Alcoa Inc (AA), Allegheny Technologies Incorporated (ATI): Low Return Businesses

If you ask investors, most would say that growth is a good thing; growth adds value. Chief Executive Officers and board members largely believe that all growth is good as well.

Alcoa Inc (NYSE:AA)Unfortunately for shareholders, such a narrow view on the value-creating ability of growth can destroy shareholder value, especially when the growth comes from a business that has no competitive advantage. Without a competitive advantage, it is nearly impossible to re-invest cash at a rate that exceeds one’s cost of capital. Companies that cannot re-invest cash at a high rate of return should give all excess cash flow back to shareholders. Unfortunately, this rarely happens in practice — especially in capital-intensive industries.

Value destroyers

Alcoa Inc (NYSE:AA) is a good example of how growth can destroy value. Alcoa Inc (NYSE:AA) operates in a mature industry that faces significant competition, especially from abroad. However, management continues to grow its asset base by building new refineries and re-investing in old ones in an attempt to boost earnings. The company has benefited from a global recovery in alumina demand and is growing at an above-average rate in emerging markets, but it is still anything but a great business.

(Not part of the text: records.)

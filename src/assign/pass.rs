use crate::error::{AssignError, Result};
use crate::interpolation::InterpolationTable;
use crate::mesh_3d::{ComplexMesh, MeshGeometry, MeshSlot};
use crate::particles::ParticleSystem;
use super::cache::AssignmentCache;
use super::kernel::AssignmentKernel;
use super::stencil::StencilContext;

/// Everything one assignment or gather pass needs besides the particles and
/// the mesh: kernel, geometry, table, half-cell shift, slot, threading.
#[derive(Debug, Clone, Copy)]
pub struct MeshPass<'a> {
    kernel: &'a dyn AssignmentKernel,
    geometry: &'a MeshGeometry,
    table: &'a InterpolationTable,
    shift: f64,
    slot: MeshSlot,
    parallel: bool,
}

impl<'a> MeshPass<'a> {
    /// Serial pass on the real slot with no shift. Fails if the table was
    /// built for another order or the mesh is narrower than the stencil.
    pub fn new(kernel: &'a dyn AssignmentKernel, geometry: &'a MeshGeometry,
               table: &'a InterpolationTable) -> Result<Self> {
        let order = kernel.order();
        if table.order() != order {
            return Err(AssignError::TableMismatch { table_order: table.order(), order });
        }
        if geometry.mesh() < order {
            return Err(AssignError::invalid_mesh(
                geometry.mesh(), format!("needs at least {order} cells for order {order} stencils")));
        }
        Ok(Self { kernel, geometry, table, shift: 0.0, slot: MeshSlot::Real, parallel: false })
    }

    pub fn with_shift(mut self, shift: f64) -> Self {
        self.shift = shift;
        self
    }

    pub fn with_slot(mut self, slot: MeshSlot) -> Self {
        self.slot = slot;
        self
    }

    pub fn with_parallel(mut self, parallel: bool) -> Self {
        self.parallel = parallel;
        self
    }

    pub fn kernel(&self) -> &'a dyn AssignmentKernel {
        self.kernel
    }

    pub fn geometry(&self) -> &'a MeshGeometry {
        self.geometry
    }

    pub fn table(&self) -> &'a InterpolationTable {
        self.table
    }

    pub fn order(&self) -> usize {
        self.kernel.order()
    }

    pub fn shift(&self) -> f64 {
        self.shift
    }

    pub fn slot(&self) -> MeshSlot {
        self.slot
    }

    pub fn parallel(&self) -> bool {
        self.parallel
    }

    pub(crate) fn stencil_context(&self) -> StencilContext<'a> {
        StencilContext { geometry: self.geometry, table: self.table, shift: self.shift }
    }

    pub(crate) fn check_inputs(&self, particles: &ParticleSystem, mesh: &ComplexMesh) -> Result<()> {
        self.geometry.check_mesh(mesh)?;
        if particles.box_length() != self.geometry.box_length() {
            return Err(AssignError::BoxLengthMismatch { particles: particles.box_length(),
                                                        mesh: self.geometry.box_length() });
        }
        Ok(())
    }

    /// Reading a cache at another stencil width would silently scramble the
    /// per-cell weights, so this is fatal.
    pub(crate) fn assert_cache_order(&self, cache: &AssignmentCache) {
        assert_eq!(cache.order(), self.order(),
                   "assignment cache filled at order {} used with order {}",
                   cache.order(), self.order());
    }
}

#[cfg(test)]
mod tests {
    use super::*;
    use crate::assign::kernel_for;

    #[test]
    fn rejects_mismatched_table_and_narrow_mesh() {
        let table = InterpolationTable::with_resolution(3, false, 8).unwrap();
        let geometry = MeshGeometry::init(8, 1.0).unwrap();
        assert_eq!(MeshPass::new(kernel_for(4).unwrap(), &geometry, &table).unwrap_err(),
                   AssignError::TableMismatch { table_order: 3, order: 4 });

        let narrow = MeshGeometry::init(2, 1.0).unwrap();
        assert!(matches!(MeshPass::new(kernel_for(3).unwrap(), &narrow, &table),
                         Err(AssignError::InvalidMesh { mesh: 2, .. })));
    }

    #[test]
    fn builder_sets_shift_and_slot() {
        let table = InterpolationTable::with_resolution(2, false, 8).unwrap();
        let geometry = MeshGeometry::init(4, 1.0).unwrap();
        let pass = MeshPass::new(kernel_for(2).unwrap(), &geometry, &table).unwrap()
            .with_shift(0.5)
            .with_slot(MeshSlot::Imaginary)
            .with_parallel(true);
        assert_eq!(pass.shift(), 0.5);
        assert_eq!(pass.slot(), MeshSlot::Imaginary);
        assert!(pass.parallel());
        assert_eq!(pass.order(), 2);
    }
}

Allegheny Technologies Incorporated (NYSE:ATI) operates in a subindustry similar to that of Alcoa’s. The company has benefited from the boom in hydraulic fracturing techniques used in unconventional oil & gas plays. Allegheny Technologies Incorporated (NYSE:ATI)  recently bought its way into the aerospace industry, where it hopes to grow alongside global air traffic.

Century Aluminum Co (NASDAQ:CENX) is the final player in a capital-intensive industry that is destroying value in its pursuit of growth. The cyclicality of the industry leads to unstable earnings and the ever-present threat of bankruptcy. At the moment, the increase in demand for aluminum has put the company in relatively good standing, but continued investment in the company will only lead to low returns on invested capital.

Low return businesses

Alcoa Inc (NYSE:AA), Allegheny Technologies Incorporated (NYSE:ATI), and Century Aluminum Co (NASDAQ:CENX) are each striving to grow amidst strong competition. Most capital-intensive industries continue to add more and more capacity despite the low returns; it is as though they refuse to accept their fate and push on in the hope of one day their investments will pay off.

Maybe one day the investments will pay off, but shareholders should not get their hopes up. All of the money that these companies have poured back into their businesses over the years has earned a lower return for shareholders than if management had simply purchased treasury bonds in the case of Alcoa Inc (NYSE:AA) and Century Aluminum Co (NASDAQ:CENX), and lower than a broad-based equity index fund would have returned in the case of Allegheny Technologies Incorporated (NYSE:ATI). In other words, shareholders would have been better off if management had decided to invest in the stock market rather than in the business.

Bottom line

Growth can destroy value just as easily as it can add value. Shareholders should not simply look to see how quickly a company is growing, but should also look to see how much value that growth is creating. In the case of Alcoa, Allegheny Technologies Incorporated (NYSE:ATI), and Century Aluminum Co (NASDAQ:CENX), growth is not creating any value whatsoever.